Sunday, June 14, 2009

Fire and Rain

It's been almost a week since my very first structure fire. I guess I've had a hard time sitting down to start writing about it. For days, I had been hoping for that first fire. Every time my pager went off, I was praying to hear some extra tightness in the dispatcher's voice as the words "structure fire" came over the radio. A week ago, it finally happened. But it wasn't exactly what I had in mind.

I was in bed, early in the morning, when the tones dropped. The first words to come over the radio were "commercial structure fire", and I was in my vehicle before they were even able to say anything else. My adrenaline and excitement were almost overwhelming. It was only just as I was reaching the highway that we got any further information from the dispatcher. Someone hadn't made it out yet. My excitement turned to dread, and although as personal vehicles we have no right to break traffic laws (preventing me from speeding), my fingers began to clutch the steering wheel even tighter than they had when I was merely suffering from adrenaline.

The first units on the scene gave a size up indicating that the house was already significantly involved in the fire. Still no sign of the man inside. All anyone knew was that he should be somewhere in the back right corner of the house. In the sky ahead of me, I could see the pillar of smoke rising up into the clouds. Although this was my first non-training fire, I knew enough to realize just how serious the fire must be given that huge visual indicator.

By the time I arrived, the whole of the House was mostly a wall of flames. I knew roughly what the odds were of someone still being alive in a situation like that, but I didn't want to admit that to myself. The crew I was assigned to was given the task of going in the back door to find this man. Reading the faces of my crewmates, I knew that this was probably a body recovery operation and not a rescue, but I didn't want to admit that to myself either. The flames were too intense for us to make a good entry, though, and eventually the roof came in. At the same time another crew of firefighters was cutting a hole in the wall of the house where they expected the man to be. Given the condition of what was left of the building, I was now certain of the outcome. But it wasn't until the hole was open and I saw the body that any real emotion hit me.

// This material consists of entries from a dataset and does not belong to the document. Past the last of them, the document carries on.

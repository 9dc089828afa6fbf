use std::sync::Arc;

use log::debug;

use crate::wld::bytes::Cursor;
use crate::wld::{FragmentRef, Result, StringTable, WldError, WldHeader, WldVersion};

mod actor;
mod bitmap;
mod bsp;
mod generic;
mod light;
mod material;
mod mesh;
mod skeleton;
mod track;

pub use actor::{Actor, ActorAction, ActorKind, Camera, CameraReference, ObjectInstance};
pub use bitmap::{BitmapInfo, BitmapInfoReference, BitmapName};
pub use bsp::{BspNode, BspRegion, BspRegionType, BspTree, RegionData3, RegionSphere};
pub use generic::Generic;
pub use light::{AmbientLight, GlobalAmbientLight, LightInstance, LightSource, LightSourceReference};
pub use material::{Material, MaterialList, ShaderKind};
pub use mesh::{Color, Mesh, MeshOp, MeshReference, Polygon, RenderGroup, VertexColors, VertexColorsReference, VertexPiece};
pub use skeleton::{Bone, SkeletonHierarchy, SkeletonHierarchyReference};
pub use track::{BoneTransform, TrackDefFragment, TrackFragment};

/// Numeric fragment type identifiers.
pub mod type_id {
	/// Encoded bitmap file names.
	pub const BITMAP_NAME: u32 = 0x03;
	/// Bitmap set, optionally animated.
	pub const BITMAP_INFO: u32 = 0x04;
	/// Reference to a bitmap set.
	pub const BITMAP_INFO_REFERENCE: u32 = 0x05;
	/// Two-dimensional sprite definition.
	pub const SPRITE_2D_DEF: u32 = 0x06;
	/// Reference to a two-dimensional sprite.
	pub const SPRITE_2D: u32 = 0x07;
	/// Camera definition.
	pub const CAMERA: u32 = 0x08;
	/// Reference to a camera.
	pub const CAMERA_REFERENCE: u32 = 0x09;
	/// Bone hierarchy for a skinned actor.
	pub const SKELETON_HIERARCHY: u32 = 0x10;
	/// Reference to a bone hierarchy.
	pub const SKELETON_HIERARCHY_REFERENCE: u32 = 0x11;
	/// Per-frame transform data.
	pub const TRACK_DEF: u32 = 0x12;
	/// Binding of transform data to a bone and animation.
	pub const TRACK: u32 = 0x13;
	/// Spawnable actor definition.
	pub const ACTOR: u32 = 0x14;
	/// Placed actor instance.
	pub const OBJECT_INSTANCE: u32 = 0x15;
	/// Zone-level unknown.
	pub const ZONE_UNKNOWN: u32 = 0x16;
	/// Polygon animation.
	pub const POLYGON_ANIMATION: u32 = 0x17;
	/// Reference to a polygon animation.
	pub const POLYGON_ANIMATION_REFERENCE: u32 = 0x18;
	/// Light definition.
	pub const LIGHT_SOURCE: u32 = 0x1B;
	/// Reference to a light definition.
	pub const LIGHT_SOURCE_REFERENCE: u32 = 0x1C;
	/// Spatial-partition tree.
	pub const BSP_TREE: u32 = 0x21;
	/// Spatial-partition leaf region.
	pub const BSP_REGION: u32 = 0x22;
	/// Particle sprite definition.
	pub const PARTICLE_SPRITE_DEF: u32 = 0x26;
	/// Reference to a particle sprite.
	pub const PARTICLE_SPRITE: u32 = 0x27;
	/// Placed light.
	pub const LIGHT_INSTANCE: u32 = 0x28;
	/// Region classification.
	pub const BSP_REGION_TYPE: u32 = 0x29;
	/// Region ambient light.
	pub const AMBIENT_LIGHT: u32 = 0x2A;
	/// Older mesh layout.
	pub const LEGACY_MESH: u32 = 0x2C;
	/// Reference to a mesh.
	pub const MESH_REFERENCE: u32 = 0x2D;
	/// Reference to animated vertices.
	pub const MESH_ANIMATED_VERTICES_REFERENCE: u32 = 0x2F;
	/// Surface material.
	pub const MATERIAL: u32 = 0x30;
	/// Ordered material list.
	pub const MATERIAL_LIST: u32 = 0x31;
	/// Per-vertex colors.
	pub const VERTEX_COLORS: u32 = 0x32;
	/// Reference to per-vertex colors.
	pub const VERTEX_COLORS_REFERENCE: u32 = 0x33;
	/// Particle cloud definition.
	pub const PARTICLE_CLOUD: u32 = 0x34;
	/// Zone-wide ambient color.
	pub const GLOBAL_AMBIENT_LIGHT: u32 = 0x35;
	/// Mesh.
	pub const MESH: u32 = 0x36;
	/// Animated vertex frames.
	pub const MESH_ANIMATED_VERTICES: u32 = 0x37;

	/// Type ids that are recognized but kept as opaque captures.
	pub const KNOWN_OPAQUE: &[u32] = &[
		SPRITE_2D_DEF,
		SPRITE_2D,
		ZONE_UNKNOWN,
		POLYGON_ANIMATION,
		POLYGON_ANIMATION_REFERENCE,
		PARTICLE_SPRITE_DEF,
		PARTICLE_SPRITE,
		LEGACY_MESH,
		MESH_ANIMATED_VERTICES_REFERENCE,
		PARTICLE_CLOUD,
		MESH_ANIMATED_VERTICES,
	];
}

/// Typed access to one [`FragmentData`] variant.
pub trait FragmentBody: Sized {
	/// Tag of the variant holding this body.
	const KIND: FragmentKind;

	/// Borrow the body when `data` holds this variant.
	fn from_data(data: &FragmentData) -> Option<&Self>;

	/// Mutably borrow the body when `data` holds this variant.
	fn from_data_mut(data: &mut FragmentData) -> Option<&mut Self>;

	/// Wrap the body in its variant.
	fn into_data(self) -> FragmentData;
}

macro_rules! fragment_kinds {
	($($(#[$doc:meta])* $variant:ident($body:ty) => $label:literal,)*) => {
		/// Decoded payload of one fragment.
		#[derive(Debug, Clone)]
		pub enum FragmentData {
			$($(#[$doc])* $variant($body),)*
		}

		/// Data-less tag of [`FragmentData`].
		#[derive(Debug, Clone, Copy, PartialEq, Eq, Hash, PartialOrd, Ord)]
		pub enum FragmentKind {
			$($(#[$doc])* $variant,)*
		}

		impl FragmentData {
			/// Tag of this payload.
			pub fn kind(&self) -> FragmentKind {
				match self {
					$(Self::$variant(_) => FragmentKind::$variant,)*
				}
			}
		}

		impl FragmentKind {
			/// Every kind, in declaration order.
			pub const ALL: &'static [FragmentKind] = &[$(FragmentKind::$variant,)*];

			/// Stable machine label for text/JSON output.
			pub fn as_str(self) -> &'static str {
				match self {
					$(Self::$variant => $label,)*
				}
			}

			/// Parse a label produced by [`FragmentKind::as_str`].
			pub fn from_label(label: &str) -> Option<Self> {
				Self::ALL.iter().copied().find(|kind| kind.as_str() == label)
			}
		}

		$(
			impl FragmentBody for $body {
				const KIND: FragmentKind = FragmentKind::$variant;

				fn from_data(data: &FragmentData) -> Option<&Self> {
					match data {
						FragmentData::$variant(body) => Some(body),
						_ => None,
					}
				}

				fn from_data_mut(data: &mut FragmentData) -> Option<&mut Self> {
					match data {
						FragmentData::$variant(body) => Some(body),
						_ => None,
					}
				}

				fn into_data(self) -> FragmentData {
					FragmentData::$variant(self)
				}
			}
		)*
	};
}

fragment_kinds! {
	/// Encoded bitmap file names.
	BitmapName(BitmapName) => "bitmap_name",
	/// Bitmap set, optionally animated.
	BitmapInfo(BitmapInfo) => "bitmap_info",
	/// Reference to a bitmap set.
	BitmapInfoReference(BitmapInfoReference) => "bitmap_info_ref",
	/// Camera definition.
	Camera(Camera) => "camera",
	/// Reference to a camera.
	CameraReference(CameraReference) => "camera_ref",
	/// Bone hierarchy.
	SkeletonHierarchy(SkeletonHierarchy) => "skeleton",
	/// Reference to a bone hierarchy.
	SkeletonHierarchyReference(SkeletonHierarchyReference) => "skeleton_ref",
	/// Per-frame transform data.
	TrackDef(TrackDefFragment) => "track_def",
	/// Track binding.
	Track(TrackFragment) => "track",
	/// Actor definition.
	Actor(Actor) => "actor",
	/// Placed actor instance.
	ObjectInstance(ObjectInstance) => "object_instance",
	/// Light definition.
	LightSource(LightSource) => "light_source",
	/// Reference to a light definition.
	LightSourceReference(LightSourceReference) => "light_source_ref",
	/// Spatial-partition tree.
	BspTree(BspTree) => "bsp_tree",
	/// Spatial-partition region.
	BspRegion(BspRegion) => "bsp_region",
	/// Placed light.
	LightInstance(LightInstance) => "light_instance",
	/// Region classification.
	BspRegionType(BspRegionType) => "bsp_region_type",
	/// Region ambient light.
	AmbientLight(AmbientLight) => "ambient_light",
	/// Reference to a mesh.
	MeshReference(MeshReference) => "mesh_ref",
	/// Surface material.
	Material(Material) => "material",
	/// Ordered material list.
	MaterialList(MaterialList) => "material_list",
	/// Per-vertex colors.
	VertexColors(VertexColors) => "vertex_colors",
	/// Reference to per-vertex colors.
	VertexColorsReference(VertexColorsReference) => "vertex_colors_ref",
	/// Zone-wide ambient color.
	GlobalAmbientLight(GlobalAmbientLight) => "global_ambient_light",
	/// Mesh.
	Mesh(Mesh) => "mesh",
	/// Opaque capture of an undecoded kind.
	Generic(Generic) => "generic",
}

/// One decoded fragment and its table metadata.
#[derive(Debug, Clone)]
pub struct Fragment {
	/// Position in the document's fragment list.
	pub index: FragmentRef,
	/// Raw type identifier from the fragment header.
	pub type_id: u32,
	/// Declared payload size in bytes.
	pub size: usize,
	/// Decoded name; empty when the fragment has none.
	pub name: Arc<str>,
	/// Decoded payload.
	pub data: FragmentData,
}

impl Fragment {
	/// Tag of the decoded payload.
	pub fn kind(&self) -> FragmentKind {
		self.data.kind()
	}

	/// Raw type identifier.
	pub fn type_id(&self) -> u32 {
		self.type_id
	}

	/// Decoded name.
	pub fn name(&self) -> &str {
		&self.name
	}

	/// Borrow the payload as a specific body type.
	pub fn body<T: FragmentBody>(&self) -> Option<&T> {
		T::from_data(&self.data)
	}
}

/// Read-only view handed to each fragment decoder.
///
/// `prior` holds exactly the fragments decoded before the current one, so
/// every reference resolved through this context points backward.
#[derive(Clone, Copy)]
pub struct DecodeContext<'a> {
	prior: &'a [Fragment],
	strings: &'a StringTable,
	version: WldVersion,
	region_count: usize,
	name: &'a str,
}

impl<'a> DecodeContext<'a> {
	/// Build a context over already-decoded fragments of a document with
	/// `header`.
	pub fn new(prior: &'a [Fragment], strings: &'a StringTable, header: &WldHeader, name: &'a str) -> Self {
		Self {
			prior,
			strings,
			version: header.version,
			region_count: header.bsp_region_count as usize,
			name,
		}
	}

	/// Fragments decoded before the current one.
	pub fn prior(&self) -> &'a [Fragment] {
		self.prior
	}

	/// Document string table.
	pub fn strings(&self) -> &'a StringTable {
		self.strings
	}

	/// Whether the newer dialect is in use.
	pub fn is_new_format(&self) -> bool {
		self.version == WldVersion::New
	}

	/// BSP region count declared in the header.
	pub fn region_count(&self) -> usize {
		self.region_count
	}

	/// Name of the fragment being decoded.
	pub fn name(&self) -> &'a str {
		self.name
	}

	/// Resolve a one-based payload reference.
	pub fn resolve(&self, raw: i32) -> Option<FragmentRef> {
		FragmentRef::resolve(raw, self.prior.len())
	}

	/// Resolve a one-based payload reference that must land on a `T`.
	pub fn resolve_as<T: FragmentBody>(&self, raw: i32) -> Option<FragmentRef> {
		let item = self.resolve(raw)?;
		T::from_data(&self.prior[item.index()].data).map(|_| item)
	}

	/// Borrow the `T` a payload reference lands on.
	pub fn fetch<T: FragmentBody>(&self, raw: i32) -> Option<&'a T> {
		let item = self.resolve(raw)?;
		T::from_data(&self.prior[item.index()].data)
	}

	/// Resolve a string-table reference.
	pub fn string(&self, raw: i32) -> Option<Arc<str>> {
		self.strings.lookup(raw).cloned()
	}
}

/// Per-kind decoder: fill a default body field by field.
///
/// A failed read leaves the fields read so far in place.
pub(crate) trait DecodeFragment: Default + FragmentBody {
	fn decode(&mut self, cursor: &mut Cursor<'_>, ctx: &DecodeContext<'_>) -> Result<()>;
}

/// How a single fragment's decode finished.
#[derive(Debug)]
pub(crate) enum DecodeOutcome {
	Complete,
	Opaque { known: bool },
	Failed(WldError),
}

/// Decode one fragment payload against the fragments decoded before it.
pub(crate) fn decode_fragment(
	index: usize,
	type_id: u32,
	payload: &[u8],
	prior: &[Fragment],
	strings: &StringTable,
	header: &WldHeader,
) -> (Fragment, DecodeOutcome) {
	let mut cursor = Cursor::new(payload);
	let (name, name_err) = match cursor.read_i32_le() {
		Ok(raw) => (strings.name(raw), None),
		Err(err) => (Arc::<str>::from(""), Some(err)),
	};

	let ctx = DecodeContext::new(prior, strings, header, &name);
	let (data, outcome) = decode_body(type_id, &mut cursor, &ctx);
	let outcome = match (name_err, outcome) {
		(Some(err), DecodeOutcome::Complete) => DecodeOutcome::Failed(err),
		(_, outcome) => outcome,
	};

	if matches!(outcome, DecodeOutcome::Complete) && cursor.remaining() > 0 {
		debug!("fragment {} (0x{type_id:02x}) left {} trailing bytes", index + 1, cursor.remaining());
	}

	let fragment = Fragment {
		index: FragmentRef::from_index(index),
		type_id,
		size: payload.len(),
		name,
		data,
	};
	(fragment, outcome)
}

fn decode_body(type_id: u32, cursor: &mut Cursor<'_>, ctx: &DecodeContext<'_>) -> (FragmentData, DecodeOutcome) {
	match type_id {
		type_id::BITMAP_NAME => run::<BitmapName>(cursor, ctx),
		type_id::BITMAP_INFO => run::<BitmapInfo>(cursor, ctx),
		type_id::BITMAP_INFO_REFERENCE => run::<BitmapInfoReference>(cursor, ctx),
		type_id::CAMERA => run::<Camera>(cursor, ctx),
		type_id::CAMERA_REFERENCE => run::<CameraReference>(cursor, ctx),
		type_id::SKELETON_HIERARCHY => run::<SkeletonHierarchy>(cursor, ctx),
		type_id::SKELETON_HIERARCHY_REFERENCE => run::<SkeletonHierarchyReference>(cursor, ctx),
		type_id::TRACK_DEF => run::<TrackDefFragment>(cursor, ctx),
		type_id::TRACK => run::<TrackFragment>(cursor, ctx),
		type_id::ACTOR => run::<Actor>(cursor, ctx),
		type_id::OBJECT_INSTANCE => run::<ObjectInstance>(cursor, ctx),
		type_id::LIGHT_SOURCE => run::<LightSource>(cursor, ctx),
		type_id::LIGHT_SOURCE_REFERENCE => run::<LightSourceReference>(cursor, ctx),
		type_id::BSP_TREE => run::<BspTree>(cursor, ctx),
		type_id::BSP_REGION => run::<BspRegion>(cursor, ctx),
		type_id::LIGHT_INSTANCE => run::<LightInstance>(cursor, ctx),
		type_id::BSP_REGION_TYPE => run::<BspRegionType>(cursor, ctx),
		type_id::AMBIENT_LIGHT => run::<AmbientLight>(cursor, ctx),
		type_id::MESH_REFERENCE => run::<MeshReference>(cursor, ctx),
		type_id::MATERIAL => run::<Material>(cursor, ctx),
		type_id::MATERIAL_LIST => run::<MaterialList>(cursor, ctx),
		type_id::VERTEX_COLORS => run::<VertexColors>(cursor, ctx),
		type_id::VERTEX_COLORS_REFERENCE => run::<VertexColorsReference>(cursor, ctx),
		type_id::GLOBAL_AMBIENT_LIGHT => run::<GlobalAmbientLight>(cursor, ctx),
		type_id::MESH => run::<Mesh>(cursor, ctx),
		other => {
			let known = type_id::KNOWN_OPAQUE.contains(&other);
			(Generic::capture(cursor).into_data(), DecodeOutcome::Opaque { known })
		}
	}
}

fn run<T: DecodeFragment>(cursor: &mut Cursor<'_>, ctx: &DecodeContext<'_>) -> (FragmentData, DecodeOutcome) {
	let mut body = T::default();
	let outcome = match body.decode(cursor, ctx) {
		Ok(()) => DecodeOutcome::Complete,
		Err(err) => DecodeOutcome::Failed(err),
	};
	(body.into_data(), outcome)
}

/// Test-only constructor for fragments outside a document decode.
#[cfg(test)]
pub(crate) fn synthetic(index: usize, data: FragmentData, name: &str) -> Fragment {
	Fragment {
		index: FragmentRef::from_index(index),
		type_id: 0,
		size: 0,
		name: Arc::<str>::from(name),
		data,
	}
}

#[cfg(test)]
mod tests;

One of the division chiefs (the one who ran my training class) was standing by asking us to use the hose line to protect the body from the still raging flames, hoping to prevent any further damage for the sake of the family. I tried to focus on directing my water streamed towards hotspots in the room, but my mind was elsewhere. why wasn't he able to get out? why did it take so long to report the fire? How much fear must he have gone through, waking up in a blaze like that? how long was he conscious enough to experience it? Could we have saved him if we had arrived five minutes earlier? Did he feel any pain?

The man's charred remains held no answers for me. The gear on my body and the hose line in my hand, weapons to combat an enemy who had already won. I remembered bitterly how I had wanted so badly to get to fight a fire. well, I guess I got exactly what I wanted. As silly as it was, I felt a deep guilt for ever wishing for such a disaster to come into somebody's life, as though I might have prevented this incident by not desiring it so badly.

For the next couple hours we doused the entire building in water and foam, all to prevent it from reigniting. During that time I tried my best to focus on the task at hand and not to glance over at that corner where I knew the corpse lay. I kept a mantra going in my head, steeling myself for the time that I knew would be ahead when we would have to move the body from the building.

Finally the moment came, and other firefighters moved vehicles and strung up tarps to prevent the bystanders from witnessing what was about to occur. Me, I wanted to put my hands on the victim. I wanted to be the one to shoulder the unpleasant task of extricating the body from the smoldering remains of the house. As some sort of a self imposed penance, I wanted to force myself to deal with the consequences of the fire that I had been hoping for. And I did. The man, and a dog that had been trapped in the room with him, were both moved with as much dignity as possible into the vehicle that would carry them away.

I will be happy if I never have to do that again.

But with the pain and frustration and guilt came another emotion: relief. Ever since I started training to become a firefighter, my biggest worry had been that when I finally came face to face with gruesome and unjust death I would be unable to cope and unfit to perform my duties. I can think of very few scenarios that are worse in my mind than a fatality resulting from being trapped in a fire. yet there I was, witnessing one of the worst (I hope) calls I have or will ever have to deal with, and I was okay. Not happy, not calm, certainly not dispassionate, but able to perform efficiently the tasks assigned to me. Although I do not believe any amount of experience will stop me from feeling some sympathy for victims and patients, I know now that I can handle it. In the midst of my surprise and sadness at the loss of somebody's father I am relieved just to know that I can do my job.

I think I've had enough excitement for this week.

1 comment:

  1. intense read. we're lucky to have guys like you on fire detail. very well written post too, I might say.